* **Task objective**
Return the data. Every word must match.

Data extracts START

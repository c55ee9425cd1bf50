//! Standard chess rules implementation.

use super::{GameOverKind, RuleSet};
use crate::{Move, MoveError, Position};
use shakmaty::Position as _;

/// Standard chess rules (FIDE), backed by `shakmaty`.
///
/// Game termination covers checkmate, stalemate, insufficient material and
/// the fifty-move rule, which a match treats as automatic rather than
/// claimable.
#[derive(Debug, Clone, Copy, Default)]
pub struct StandardChess;

impl RuleSet for StandardChess {
    fn initial_position(&self) -> Position {
        Position::startpos()
    }

    fn legal_moves(&self, position: &Position) -> Vec<Move> {
        position
            .chess()
            .legal_moves()
            .into_iter()
            .map(Move::from_inner)
            .collect()
    }

    fn is_legal(&self, position: &Position, m: Move) -> bool {
        position.chess().is_legal(m.inner())
    }

    fn apply(&self, position: &Position, m: Move) -> Result<Position, MoveError> {
        if !self.is_legal(position, m) {
            return Err(MoveError::Illegal {
                mv: m.to_uci(),
                fen: position.to_fen(),
            });
        }
        let mut next = position.clone();
        next.chess_mut().play_unchecked(m.inner());
        Ok(next)
    }

    fn game_over(&self, position: &Position) -> Option<GameOverKind> {
        let chess = position.chess();
        if chess.legal_moves().is_empty() {
            return Some(if chess.is_check() {
                GameOverKind::Checkmate {
                    winner: !chess.turn(),
                }
            } else {
                GameOverKind::Stalemate
            });
        }
        if chess.is_insufficient_material() {
            return Some(GameOverKind::InsufficientMaterial);
        }
        if chess.halfmoves() >= 100 {
            return Some(GameOverKind::FiftyMoveRule);
        }
        None
    }
}

#[cfg(test)]
mod tests {
    use super::*;
    use shakmaty::Color;

    const FOOLS_MATE: &str = "rnb1kbnr/pppp1ppp/8/4p3/6Pq/5P2/PPPPP2P/RNBQKBNR w KQkq - 1 3";

    #[test]
    fn initial_position_has_twenty_moves() {
        let pos = StandardChess.initial_position();
        assert_eq!(StandardChess.legal_moves(&pos).len(), 20);
        assert!(!StandardChess.is_game_over(&pos));
    }

    #[test]
    fn checkmate_winner_is_side_not_to_move() {
        let pos = Position::from_fen(FOOLS_MATE).unwrap();
        assert_eq!(pos.side_to_move(), Color::White);
        assert_eq!(
            StandardChess.game_over(&pos),
            Some(GameOverKind::Checkmate {
                winner: Color::Black
            })
        );
    }

    #[test]
    fn stalemate_is_a_draw() {
        let pos = Position::from_fen("7k/5Q2/6K1/8/8/8/8/8 b - - 0 1").unwrap();
        let kind = StandardChess.game_over(&pos).unwrap();
        assert_eq!(kind, GameOverKind::Stalemate);
        assert_eq!(kind.winner(), None);
    }

    #[test]
    fn bare_kings_are_insufficient_material() {
        let pos = Position::from_fen("8/8/4k3/8/8/3K4/8/8 w - - 0 1").unwrap();
        assert_eq!(
            StandardChess.game_over(&pos),
            Some(GameOverKind::InsufficientMaterial)
        );
    }

    #[test]
    fn hundred_quiet_halfmoves_end_the_game() {
        let pos = Position::from_fen("8/8/4k3/8/8/3K4/8/R7 w - - 100 80").unwrap();
        assert_eq!(
            StandardChess.game_over(&pos),
            Some(GameOverKind::FiftyMoveRule)
        );
    }

    #[test]
    fn apply_advances_position() {
        let pos = StandardChess.initial_position();
        let mv = Move::from_uci(&pos, "e2e4").unwrap();
        let next = StandardChess.apply(&pos, mv).unwrap();
        assert_eq!(next.side_to_move(), Color::Black);
        assert_eq!(
            next.to_fen(),
            "rnbqkbnr/pppppppp/8/8/4P3/8/PPPP1PPP/RNBQKBNR b KQkq - 0 1"
        );
    }

    #[test]
    fn apply_rejects_move_from_another_position() {
        let start = StandardChess.initial_position();
        let mv = Move::from_uci(&start, "e2e4").unwrap();
        let after = StandardChess.apply(&start, mv).unwrap();
        assert!(!StandardChess.is_legal(&after, mv));
        assert!(matches!(
            StandardChess.apply(&after, mv),
            Err(MoveError::Illegal { .. })
        ));
    }

    #[test]
    fn decode_encode_roundtrip() {
        let pos = StandardChess.decode(FOOLS_MATE).unwrap();
        assert_eq!(StandardChess.encode(&pos), FOOLS_MATE);
    }
}
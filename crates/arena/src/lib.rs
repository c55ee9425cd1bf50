//! Arena - head-to-head matches between UCI chess engines.
//!
//! A candidate engine plays a reference engine over a series of games with
//! alternating colors; the tally is reduced to an Elo difference estimate.
//!
//! # Modules
//!
//! - [`engine`] - engine subprocess adapter with bounded waits
//! - [`game_runner`] - plays one game between two players
//! - [`match_runner`] - color schedule, scoreboard and match loop
//! - [`elo`] - Elo difference estimation
//! - [`config`] - `arena.toml` loading
//! - [`report`] - JSON and text match reports

pub mod config;
pub mod elo;
pub mod engine;
pub mod game_runner;
pub mod match_runner;
pub mod report;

Data extracts END

* **Task output**
repository c55ee9425cd1bf50
//! Standard chess rules implementation.

use super::{GameOverKind, RuleSet};
use crate::{Move, MoveError, Position};
use shakmaty::Position as _;

/// Standard chess rules (FIDE), backed by `shakmaty`.
///
/// Game termination covers checkmate, stalemate, insufficient material and
/// the fifty-move rule, which a match treats as automatic rather than
/// claimable.
#[derive(Debug, Clone, Copy, Default)]
pub struct StandardChess;

impl RuleSet for StandardChess {
    fn initial_position(&self) -> Position {
        Position::startpos()
    }

    fn legal_moves(&self, position: &Position) -> Vec<Move> {
        position
            .chess()
            .legal_moves()
            .into_iter()
            .map(Move::from_inner)
            .collect()
    }

    fn is_legal(&self, position: &Position, m: Move) -> bool {
        position.chess().is_legal(m.inner())
    }

    fn apply(&self, position: &Position, m: Move) -> Result<Position, MoveError> {
        if !self.is_legal(position, m) {
            return Err(MoveError::Illegal {
                mv: m.to_uci(),
                fen: position.to_fen(),
            });
        }
        let mut next = position.clone();
        next.chess_mut().play_unchecked(m.inner());
        Ok(next)
    }

    fn game_over(&self, position: &Position) -> Option<GameOverKind> {
        let chess = position.chess();
        if chess.legal_moves().is_empty() {
            return Some(if chess.is_check() {
                GameOverKind::Checkmate {
                    winner: !chess.turn(),
                }
            } else {
                GameOverKind::Stalemate
            });
        }
        if chess.is_insufficient_material() {
            return Some(GameOverKind::InsufficientMaterial);
        }
        if chess.halfmoves() >= 100 {
            return Some(GameOverKind::FiftyMoveRule);
        }
        None
    }
}

#[cfg(test)]
mod tests {
    use super::*;
    use shakmaty::Color;

    const FOOLS_MATE: &str = "rnb1kbnr/pppp1ppp/8/4p3/6Pq/5P2/PPPPP2P/RNBQKBNR w KQkq - 1 3";

    #[test]
    fn initial_position_has_twenty_moves() {
        let pos = StandardChess.initial_position();
        assert_eq!(StandardChess.legal_moves(&pos).len(), 20);
        assert!(!StandardChess.is_game_over(&pos));
    }

    #[test]
    fn checkmate_winner_is_side_not_to_move() {
        let pos = Position::from_fen(FOOLS_MATE).unwrap();
        assert_eq!(pos.side_to_move(), Color::White);
        assert_eq!(
            StandardChess.game_over(&pos),
            Some(GameOverKind::Checkmate {
                winner: Color::Black
            })
        );
    }

    #[test]
    fn stalemate_is_a_draw() {
        let pos = Position::from_fen("7k/5Q2/6K1/8/8/8/8/8 b - - 0 1").unwrap();
        let kind = StandardChess.game_over(&pos).unwrap();
        assert_eq!(kind, GameOverKind::Stalemate);
        assert_eq!(kind.winner(), None);
    }

    #[test]
    fn bare_kings_are_insufficient_material() {
        let pos = Position::from_fen("8/8/4k3/8/8/3K4/8/8 w - - 0 1").unwrap();
        assert_eq!(
            StandardChess.game_over(&pos),
            Some(GameOverKind::InsufficientMaterial)
        );
    }

    #[test]
    fn hundred_quiet_halfmoves_end_the_game() {
        let pos = Position::from_fen("8/8/4k3/8/8/3K4/8/R7 w - - 100 80").unwrap();
        assert_eq!(
            StandardChess.game_over(&pos),
            Some(GameOverKind::FiftyMoveRule)
        );
    }

    #[test]
    fn apply_advances_position() {
        let pos = StandardChess.initial_position();
        let mv = Move::from_uci(&pos, "e2e4").unwrap();
        let next = StandardChess.apply(&pos, mv).unwrap();
        assert_eq!(next.side_to_move(), Color::Black);
        assert_eq!(
            next.to_fen(),
            "rnbqkbnr/pppppppp/8/8/4P3/8/PPPP1PPP/RNBQKBNR b KQkq - 0 1"
        );
    }

    #[test]
    fn apply_rejects_move_from_another_position() {
        let start = StandardChess.initial_position();
        let mv = Move::from_uci(&start, "e2e4").unwrap();
        let after = StandardChess.apply(&start, mv).unwrap();
        assert!(!StandardChess.is_legal(&after, mv));
        assert!(matches!(
            StandardChess.apply(&after, mv),
            Err(MoveError::Illegal { .. })
        ));
    }

    #[test]
    fn decode_encode_roundtrip() {
        let pos = StandardChess.decode(FOOLS_MATE).unwrap();
        assert_eq!(StandardChess.encode(&pos), FOOLS_MATE);
    }
}
filename crates/arena/src/lib.rs
repository c55ee9425cd1bf50
//! Arena - head-to-head matches between UCI chess engines.
//!
//! A candidate engine plays a reference engine over a series of games with
//! alternating colors; the tally is reduced to an Elo difference estimate.
//!
//! # Modules
//!
//! - [`engine`] - engine subprocess adapter with bounded waits
//! - [`game_runner`] - plays one game between two players
//! - [`match_runner`] - color schedule, scoreboard and match loop
//! - [`elo`] - Elo difference estimation
//! - [`config`] - `arena.toml` loading
//! - [`report`] - JSON and text match reports

pub mod config;
pub mod elo;
pub mod engine;
pub mod game_runner;
pub mod match_runner;
pub mod report;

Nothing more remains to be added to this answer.